*** Opening Data shown ***

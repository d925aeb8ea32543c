//! Error types for the CLI

use thiserror::Error;

/// Result type for CLI operations
pub type CliResult<T> = Result<T, CliError>;

/// Exit status for a comparison that ran but did not match
pub const EXIT_MISMATCH: u8 = 1;

/// Exit status for any error
pub const EXIT_ERROR: u8 = 2;

/// Errors that can occur in the CLI
#[derive(Debug, Error)]
pub enum CliError {
    /// Invalid argument
    #[error("Invalid argument: {message}")]
    InvalidArgument {
        /// Error message
        message: String,
    },

    /// Baseline could not be written
    #[error("Failed to capture baseline '{name}'")]
    CaptureFailed {
        /// Baseline name
        name: String,
    },

    /// IO error
    #[error("I/O error: {0}")]
    Io(#[from] std::io::Error),

    /// JSON output error
    #[error("JSON error: {0}")]
    Json(#[from] serde_json::Error),

    /// visreg library error
    #[error("{0}")]
    Visreg(#[from] visreg::VisregError),
}

impl CliError {
    /// Create an invalid argument error
    #[must_use]
    pub fn invalid_argument(message: impl Into<String>) -> Self {
        Self::InvalidArgument {
            message: message.into(),
        }
    }
}
//! End-to-end behaviour of the comparison engine against a real baseline
//! directory.

#![allow(clippy::expect_used, clippy::unwrap_used)]

use image::{Rgba, RgbaImage};
use proptest::prelude::*;
use tempfile::TempDir;
use visreg::prelude::*;

const BLUE: Rgba<u8> = Rgba([0, 0, 255, 255]);
const RED: Rgba<u8> = Rgba([255, 0, 0, 255]);

fn engine(dir: &TempDir) -> VisualComparisonEngine {
    VisualComparisonEngine::new(VisualConfig::new().with_baseline_dir(dir.path().join("baselines")))
        .expect("default config is valid")
}

fn paint(image: &RgbaImage, rect: MaskRegion, color: Rgba<u8>) -> RgbaImage {
    let mut out = image.clone();
    for y in rect.y..rect.bottom() {
        for x in rect.x..rect.right() {
            out.put_pixel(x, y, color);
        }
    }
    out
}

// ============================================================================
// Idempotence
// ============================================================================

fn assert_idempotent(image: &RgbaImage) {
    let dir = TempDir::new().unwrap();
    let engine = engine(&dir);
    assert!(engine.capture_baseline("shot", image).unwrap());
    let result = engine.compare("shot", image, &CompareOptions::new()).unwrap();
    assert_eq!(result.similarity, 1.0);
    assert!(result.matched);
    assert!(result.differences.is_empty());
}

#[test]
fn test_idempotent_single_pixel() {
    assert_idempotent(&RgbaImage::from_pixel(1, 1, Rgba([12, 34, 56, 255])));
}

#[test]
fn test_idempotent_translucent() {
    assert_idempotent(&RgbaImage::from_fn(9, 7, |x, y| {
        Rgba([x as u8 * 20, y as u8 * 30, 90, (x * y * 4) as u8])
    }));
}

#[test]
fn test_idempotent_large() {
    let image = RgbaImage::from_fn(4000, 3000, |x, y| {
        Rgba([(x % 256) as u8, (y % 256) as u8, ((x ^ y) % 256) as u8, 255])
    });
    assert_idempotent(&image);
}

// ============================================================================
// Determinism
// ============================================================================

#[test]
fn test_compare_is_deterministic() {
    let dir = TempDir::new().unwrap();
    let engine = engine(&dir);
    let base = RgbaImage::from_fn(64, 48, |x, y| Rgba([x as u8 * 3, y as u8 * 5, 40, 255]));
    let current = paint(&base, MaskRegion::new(5, 5, 12, 9), RED);
    let current = paint(&current, MaskRegion::new(40, 30, 6, 6), BLUE);
    engine.capture_baseline("det", &base).unwrap();

    let opts = CompareOptions::new().with_hash_prefilter(true);
    let first = engine.compare("det", &current, &opts).unwrap();
    let second = engine.compare("det", &current, &opts).unwrap();
    assert_eq!(first, second);
    assert_eq!(
        serde_json::to_string(&first).unwrap(),
        serde_json::to_string(&second).unwrap()
    );
}

// ============================================================================
// Masking
// ============================================================================

#[test]
fn test_masking_correctness() {
    let dir = TempDir::new().unwrap();
    let engine = engine(&dir);
    let base = RgbaImage::from_pixel(120, 80, Rgba([240, 240, 240, 255]));
    let clock = MaskRegion::new(90, 5, 25, 10);
    let current = paint(&base, clock, Rgba([10, 10, 10, 255]));
    engine.capture_baseline("dashboard", &base).unwrap();

    let masked = engine
        .compare(
            "dashboard",
            &current,
            &CompareOptions::new().with_mask(RegionMask::new().with_region(clock)),
        )
        .unwrap();
    assert_eq!(masked.similarity, 1.0);
    assert!(masked.matched);

    let unmasked = engine
        .compare("dashboard", &current, &CompareOptions::new())
        .unwrap();
    assert!(unmasked.similarity < 1.0);
    assert!(unmasked.differences.iter().any(|d| d.overlaps(&clock)));
}

#[test]
fn test_mask_outside_image_is_clipped() {
    let dir = TempDir::new().unwrap();
    let engine = engine(&dir);
    let base = RgbaImage::from_pixel(10, 10, BLUE);
    engine.capture_baseline("clip", &base).unwrap();

    let mut mask = RegionMask::new();
    mask.add_rectangle(500, 500, 20, 20);
    mask.add_rectangle(8, 8, 100, 100);
    let result = engine
        .compare("clip", &base, &CompareOptions::new().with_mask(mask))
        .unwrap();
    assert_eq!(result.similarity, 1.0);
}

// ============================================================================
// Size mismatch and missing baselines
// ============================================================================

#[test]
fn test_size_mismatch_is_reported_not_raised() {
    let dir = TempDir::new().unwrap();
    let engine = engine(&dir);
    engine
        .capture_baseline("resized", &RgbaImage::from_pixel(100, 100, BLUE))
        .unwrap();

    let result = engine
        .compare("resized", &RgbaImage::from_pixel(50, 50, BLUE), &CompareOptions::new())
        .unwrap();
    assert!(!result.matched);
    assert!(!result.differences.is_empty());
    assert!(result
        .differences
        .iter()
        .any(|d| d.size() == (100, 100) && d.magnitude == 1.0));
}

#[test]
fn test_missing_baseline() {
    let dir = TempDir::new().unwrap();
    let engine = engine(&dir);
    let image = RgbaImage::from_pixel(4, 4, BLUE);

    let err = engine
        .compare("neverCaptured", &image, &CompareOptions::new())
        .unwrap_err();
    assert!(err.is_baseline_not_found());
    assert!(matches!(err, VisregError::BaselineNotFound { ref name } if name == "neverCaptured"));

    engine.capture_baseline("neverCaptured", &image).unwrap();
    assert!(engine
        .compare("neverCaptured", &image, &CompareOptions::new())
        .is_ok());
}

#[test]
fn test_corrupt_baseline_surfaces_decode_error() {
    let dir = TempDir::new().unwrap();
    let engine = engine(&dir);
    let path = engine.store().path_for("corrupt");
    std::fs::create_dir_all(path.parent().unwrap()).unwrap();
    std::fs::write(&path, b"\x89PNG but not really").unwrap();

    let err = engine
        .compare("corrupt", &RgbaImage::from_pixel(2, 2, BLUE), &CompareOptions::new())
        .unwrap_err();
    assert!(matches!(err, VisregError::Decode { .. }));
}

// ============================================================================
// End-to-end scenario
// ============================================================================

#[test]
fn test_login_button_scenario() {
    let dir = TempDir::new().unwrap();
    let engine = engine(&dir);
    let button = RgbaImage::from_pixel(200, 60, BLUE);

    assert!(engine.capture_baseline("login_button", &button).unwrap());

    let same = engine
        .compare("login_button", &button.clone(), &CompareOptions::new())
        .unwrap();
    assert!(same.matched);
    assert_eq!(same.similarity, 1.0);
    assert!(same.differences.is_empty());

    let broken = paint(&button, MaskRegion::new(10, 10, 20, 20), RED);
    let result = engine
        .compare("login_button", &broken, &CompareOptions::new())
        .unwrap();
    assert!(!result.matched);
    assert!(result.similarity < 0.95);
    assert_eq!(result.differences.len(), 1);
    assert!(result.differences[0].covers(&MaskRegion::new(10, 10, 20, 20)));
}

#[test]
fn test_report_for_failed_comparison() {
    let dir = TempDir::new().unwrap();
    let engine = engine(&dir);
    let button = RgbaImage::from_pixel(200, 60, BLUE);
    engine.capture_baseline("login_button", &button).unwrap();
    let broken = paint(&button, MaskRegion::new(10, 10, 20, 20), RED);

    let (result, artifacts) = engine
        .compare_with_artifacts("login_button", &broken, &CompareOptions::new())
        .unwrap();
    let paths = ReportWriter::new()
        .with_annotations(true)
        .write("login_button", &result, &artifacts, dir.path().join("report"))
        .unwrap();

    for path in [&paths.baseline, &paths.current, &paths.diff, &paths.result] {
        assert!(path.is_file(), "{} missing", path.display());
    }
    let diff = visreg::codec::load(&paths.diff).unwrap();
    assert_eq!(*diff.get_pixel(15, 15), DIFF_HIGHLIGHT);
}

#[test]
fn test_recapture_after_intentional_change() {
    let dir = TempDir::new().unwrap();
    let engine = engine(&dir);
    let v1 = RgbaImage::from_pixel(30, 30, BLUE);
    let v2 = paint(&v1, MaskRegion::new(0, 0, 30, 10), RED);

    engine.capture_baseline("header", &v1).unwrap();
    assert!(!engine.compare("header", &v2, &CompareOptions::new()).unwrap().matched);

    engine.capture_baseline("header", &v2).unwrap();
    assert!(engine.compare("header", &v2, &CompareOptions::new()).unwrap().matched);
    assert_eq!(engine.baseline_names().unwrap(), vec!["header"]);
}

// ============================================================================
// Monotonicity
// ============================================================================

proptest! {
    #![proptest_config(ProptestConfig::with_cases(32))]

    #[test]
    fn prop_more_differing_pixels_never_more_similar(
        fewer in 0u32..200,
        extra in 1u32..200,
        shade in 31u8..=255
    ) {
        let dir = TempDir::new().unwrap();
        let engine = engine(&dir);
        let base = RgbaImage::from_pixel(20, 20, Rgba([0, 0, 0, 255]));
        engine.capture_baseline("mono", &base).unwrap();

        let candidate = |n: u32| {
            let mut img = base.clone();
            for i in 0..n.min(400) {
                img.put_pixel(i % 20, i / 20, Rgba([shade, shade, shade, 255]));
            }
            img
        };
        let a = engine.compare("mono", &candidate(fewer), &CompareOptions::new()).unwrap();
        let b = engine.compare("mono", &candidate(fewer + extra), &CompareOptions::new()).unwrap();
        prop_assert!(a.similarity >= b.similarity);
    }
}
//! Raster decode/encode and resampling.
//!
//! Every image inside visreg is an [`RgbaImage`]; three-channel sources are
//! widened with opaque alpha on load.

use crate::result::{VisregError, VisregResult};
use image::imageops::FilterType;
use image::{ExtendedColorType, ImageEncoder, RgbaImage};
use std::path::Path;
use tracing::warn;

/// Extension used for every file visreg writes
pub const IMAGE_EXTENSION: &str = "png";

/// Decode an image file.
///
/// # Errors
///
/// Returns [`VisregError::Decode`] if the file is missing, unreadable or not
/// a supported raster format.
pub fn load(path: impl AsRef<Path>) -> VisregResult<RgbaImage> {
    let path = path.as_ref();
    let decoded = image::open(path)
        .map_err(|e| VisregError::decode(format!("{}: {e}", path.display())))?;
    Ok(decoded.to_rgba8())
}

/// Decode an in-memory PNG or JPEG.
pub fn load_from_memory(bytes: &[u8]) -> VisregResult<RgbaImage> {
    let decoded = image::load_from_memory(bytes).map_err(|e| VisregError::decode(e.to_string()))?;
    Ok(decoded.to_rgba8())
}

/// Encode as PNG. Identical pixels always produce identical bytes.
pub fn encode_png(image: &RgbaImage) -> VisregResult<Vec<u8>> {
    let mut buffer = Vec::new();
    let encoder = image::codecs::png::PngEncoder::new(&mut buffer);
    encoder
        .write_image(
            image.as_raw(),
            image.width(),
            image.height(),
            ExtendedColorType::Rgba8,
        )
        .map_err(|e| VisregError::ImageProcessing {
            message: format!("Failed to encode PNG: {e}"),
        })?;
    Ok(buffer)
}

/// Write an image, picking the format from the path's extension.
///
/// Best effort: failures are logged and reported as `false`, never raised.
pub fn save(image: &RgbaImage, path: impl AsRef<Path>) -> bool {
    let path = path.as_ref();
    match try_save(image, path) {
        Ok(()) => true,
        Err(e) => {
            warn!(path = %path.display(), error = %e, "failed to save image");
            false
        }
    }
}

fn try_save(image: &RgbaImage, path: &Path) -> VisregResult<()> {
    if let Some(parent) = path.parent() {
        if !parent.as_os_str().is_empty() {
            std::fs::create_dir_all(parent)?;
        }
    }
    image.save(path).map_err(|e| VisregError::ImageProcessing {
        message: format!("{}: {e}", path.display()),
    })
}

/// Resize an image.
///
/// With one dimension given the other follows the source aspect ratio; with
/// both given the result is exactly that size, distorting if necessary.
/// With neither the image is returned unchanged.
#[must_use]
pub fn resize(image: &RgbaImage, width: Option<u32>, height: Option<u32>) -> RgbaImage {
    let (src_w, src_h) = image.dimensions();
    match (width, height) {
        (None, None) => image.clone(),
        (Some(w), Some(h)) => resize_exact(image, w, h),
        (Some(w), None) => {
            let h = scale_dimension(src_h, w, src_w);
            resize_exact(image, w, h)
        }
        (None, Some(h)) => {
            let w = scale_dimension(src_w, h, src_h);
            resize_exact(image, w, h)
        }
    }
}

/// Resize to exactly `width` x `height` with bilinear filtering.
#[must_use]
pub fn resize_exact(image: &RgbaImage, width: u32, height: u32) -> RgbaImage {
    if image.dimensions() == (width, height) {
        return image.clone();
    }
    if width == 0 || height == 0 || is_empty(image) {
        return RgbaImage::new(width, height);
    }
    image::imageops::resize(image, width, height, FilterType::Triangle)
}

/// `other * target / source`, rounded, never below 1.
fn scale_dimension(other: u32, target: u32, source: u32) -> u32 {
    if source == 0 || target == 0 {
        return 0;
    }
    let scaled = (f64::from(other) * f64::from(target) / f64::from(source)).round();
    (scaled as u32).max(1)
}

/// Whether the image has no pixels.
#[must_use]
pub fn is_empty(image: &RgbaImage) -> bool {
    image.width() == 0 || image.height() == 0
}
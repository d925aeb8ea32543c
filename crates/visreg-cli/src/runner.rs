//! Command execution

use crate::commands::{CaptureArgs, Cli, Commands, CompareArgs, HashArgs, RemoveArgs};
use crate::config::{CliConfig, Verbosity};
use crate::error::{CliError, CliResult};
use crate::output;
use std::path::Path;
use tracing::debug;
use visreg::{
    codec, CompareOptions, PerceptualHasher, RegionMask, ReportWriter, VisualComparisonEngine,
};

/// How a successfully executed command ended
#[derive(Debug, Clone, Copy, PartialEq, Eq)]
pub enum Outcome {
    /// Command succeeded (or the comparison matched)
    Success,
    /// Comparison ran but did not match
    Mismatch,
}

/// Build the CLI configuration from parsed arguments
#[must_use]
pub fn build_config(cli: &Cli) -> CliConfig {
    CliConfig::new()
        .with_verbosity(Verbosity::from_flags(cli.quiet, cli.verbose))
        .with_color(cli.color.into())
        .with_config_file(cli.config.clone())
        .with_baseline_dir(cli.baseline_dir.clone())
}

/// Execute the parsed command line
pub fn run(cli: Cli) -> CliResult<Outcome> {
    let config = build_config(&cli);
    match cli.command {
        Commands::Capture(args) => run_capture(&config, &args),
        Commands::Compare(args) => run_compare(&config, &args),
        Commands::Hash(args) => run_hash(&config, &args),
        Commands::List => run_list(&config),
        Commands::Remove(args) => run_remove(&config, &args),
    }
}

fn engine(config: &CliConfig) -> CliResult<VisualComparisonEngine> {
    let visual = config.visual_config()?;
    debug!(baseline_dir = %visual.baseline_dir.display(), "using baseline directory");
    Ok(VisualComparisonEngine::new(visual)?)
}

fn load_image(path: &Path) -> CliResult<image::RgbaImage> {
    if !path.is_file() {
        return Err(CliError::invalid_argument(format!(
            "image file not found: {}",
            path.display()
        )));
    }
    Ok(codec::load(path)?)
}

fn run_capture(config: &CliConfig, args: &CaptureArgs) -> CliResult<Outcome> {
    let engine = engine(config)?;
    let image = load_image(&args.image)?;
    if !engine.capture_baseline(&args.name, &image)? {
        return Err(CliError::CaptureFailed {
            name: args.name.clone(),
        });
    }
    if !config.verbosity.is_quiet() {
        println!(
            "Captured baseline '{}' -> {}",
            args.name,
            engine.store().path_for(&args.name).display()
        );
    }
    Ok(Outcome::Success)
}

fn run_compare(config: &CliConfig, args: &CompareArgs) -> CliResult<Outcome> {
    let engine = engine(config)?;
    let image = load_image(&args.image)?;

    let mut options = CompareOptions::new().with_hash_prefilter(args.hash_prefilter);
    if !args.masks.is_empty() {
        options = options.with_mask(args.masks.iter().copied().collect::<RegionMask>());
    }
    if let Some(threshold) = args.threshold {
        options = options.with_threshold(threshold);
    }
    if let Some(max) = args.max_differences {
        options = options.with_max_differences(max);
    }

    let (result, report) = match &args.report {
        Some(dir) => {
            let (result, artifacts) =
                engine.compare_with_artifacts(&args.name, &image, &options)?;
            let paths = ReportWriter::new()
                .with_annotations(true)
                .write(&args.name, &result, &artifacts, dir)?;
            (result, Some(paths))
        }
        None => (engine.compare(&args.name, &image, &options)?, None),
    };

    if !config.verbosity.is_quiet() {
        let rendered = output::render_result(&result, args.format, config.color.should_color())?;
        println!("{}", rendered.trim_end());
        if let Some(paths) = &report {
            eprint!("{}", output::render_report_paths(paths));
        }
    }

    Ok(if result.matched {
        Outcome::Success
    } else {
        Outcome::Mismatch
    })
}

fn run_hash(config: &CliConfig, args: &HashArgs) -> CliResult<Outcome> {
    let size = match args.size {
        Some(size) => size,
        None => config.visual_config()?.hash_size,
    };
    let image = load_image(&args.image)?;
    let hash = PerceptualHasher::new(size)?.compute(&image)?;
    println!("{hash}  {}", args.image.display());
    Ok(Outcome::Success)
}

fn run_list(config: &CliConfig) -> CliResult<Outcome> {
    for name in engine(config)?.baseline_names()? {
        println!("{name}");
    }
    Ok(Outcome::Success)
}

fn run_remove(config: &CliConfig, args: &RemoveArgs) -> CliResult<Outcome> {
    let removed = engine(config)?.remove_baseline(&args.name)?;
    if !removed {
        return Err(visreg::VisregError::BaselineNotFound {
            name: args.name.clone(),
        }
        .into());
    }
    if !config.verbosity.is_quiet() {
        println!("Removed baseline '{}'", args.name);
    }
    Ok(Outcome::Success)
}

#[cfg(test)]
#[allow(clippy::unwrap_used, clippy::expect_used)]
mod tests {
    use super::*;
    use clap::Parser;
    use image::{Rgba, RgbaImage};
    use tempfile::TempDir;

    fn cli(args: &[&str]) -> Cli {
        Cli::try_parse_from(std::iter::once("visreg").chain(args.iter().copied())).unwrap()
    }

    fn write_png(dir: &TempDir, file: &str, color: [u8; 4]) -> String {
        let path = dir.path().join(file);
        RgbaImage::from_pixel(40, 20, Rgba(color)).save(&path).unwrap();
        path.to_str().unwrap().to_string()
    }

    #[test]
    fn test_capture_then_compare() {
        let dir = TempDir::new().unwrap();
        let baselines = dir.path().join("b");
        let baselines = baselines.to_str().unwrap();
        let blue = write_png(&dir, "blue.png", [0, 0, 255, 255]);
        let red = write_png(&dir, "red.png", [255, 0, 0, 255]);

        let outcome = run(cli(&["-q", "--baseline-dir", baselines, "capture", "btn", &blue])).unwrap();
        assert_eq!(outcome, Outcome::Success);

        let same = run(cli(&["-q", "--baseline-dir", baselines, "compare", "btn", &blue])).unwrap();
        assert_eq!(same, Outcome::Success);

        let different = run(cli(&["-q", "--baseline-dir", baselines, "compare", "btn", &red])).unwrap();
        assert_eq!(different, Outcome::Mismatch);
    }

    #[test]
    fn test_compare_missing_baseline_is_error() {
        let dir = TempDir::new().unwrap();
        let baselines = dir.path().to_str().unwrap();
        let blue = write_png(&dir, "blue.png", [0, 0, 255, 255]);
        let err = run(cli(&["-q", "--baseline-dir", baselines, "compare", "nope", &blue])).unwrap_err();
        assert!(matches!(err, CliError::Visreg(ref e) if e.is_baseline_not_found()));
    }

    #[test]
    fn test_compare_writes_report() {
        let dir = TempDir::new().unwrap();
        let baselines = dir.path().join("b");
        let baselines = baselines.to_str().unwrap();
        let report = dir.path().join("report");
        let blue = write_png(&dir, "blue.png", [0, 0, 255, 255]);
        let red = write_png(&dir, "red.png", [255, 0, 0, 255]);

        run(cli(&["-q", "--baseline-dir", baselines, "capture", "btn", &blue])).unwrap();
        run(cli(&[
            "-q",
            "--baseline-dir",
            baselines,
            "compare",
            "btn",
            &red,
            "--report",
            report.to_str().unwrap(),
        ]))
        .unwrap();
        assert!(report.join("btn_diff.png").is_file());
        assert!(report.join("btn_result.json").is_file());
    }

    #[test]
    fn test_missing_image_is_invalid_argument() {
        let dir = TempDir::new().unwrap();
        let baselines = dir.path().to_str().unwrap();
        let err = run(cli(&["--baseline-dir", baselines, "capture", "x", "/nonexistent/x.png"])).unwrap_err();
        assert!(matches!(err, CliError::InvalidArgument { .. }));
    }

    #[test]
    fn test_remove_missing_is_error() {
        let dir = TempDir::new().unwrap();
        let baselines = dir.path().to_str().unwrap();
        assert!(run(cli(&["--baseline-dir", baselines, "remove", "ghost"])).is_err());
    }

    #[test]
    fn test_build_config() {
        let config = build_config(&cli(&["-v", "--color", "never", "list"]));
        assert_eq!(config.verbosity, Verbosity::Verbose);
        assert!(!config.color.should_color());
    }
}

*** Closing Data shown ***

Please filter the data down to the lines containing the word "println".

# Answer to this problem
        println!(
        println!("{}", rendered.trim_end());
    println!("{hash}  {}", args.image.display());
        println!("{name}");
        println!("Removed baseline '{}'", args.name);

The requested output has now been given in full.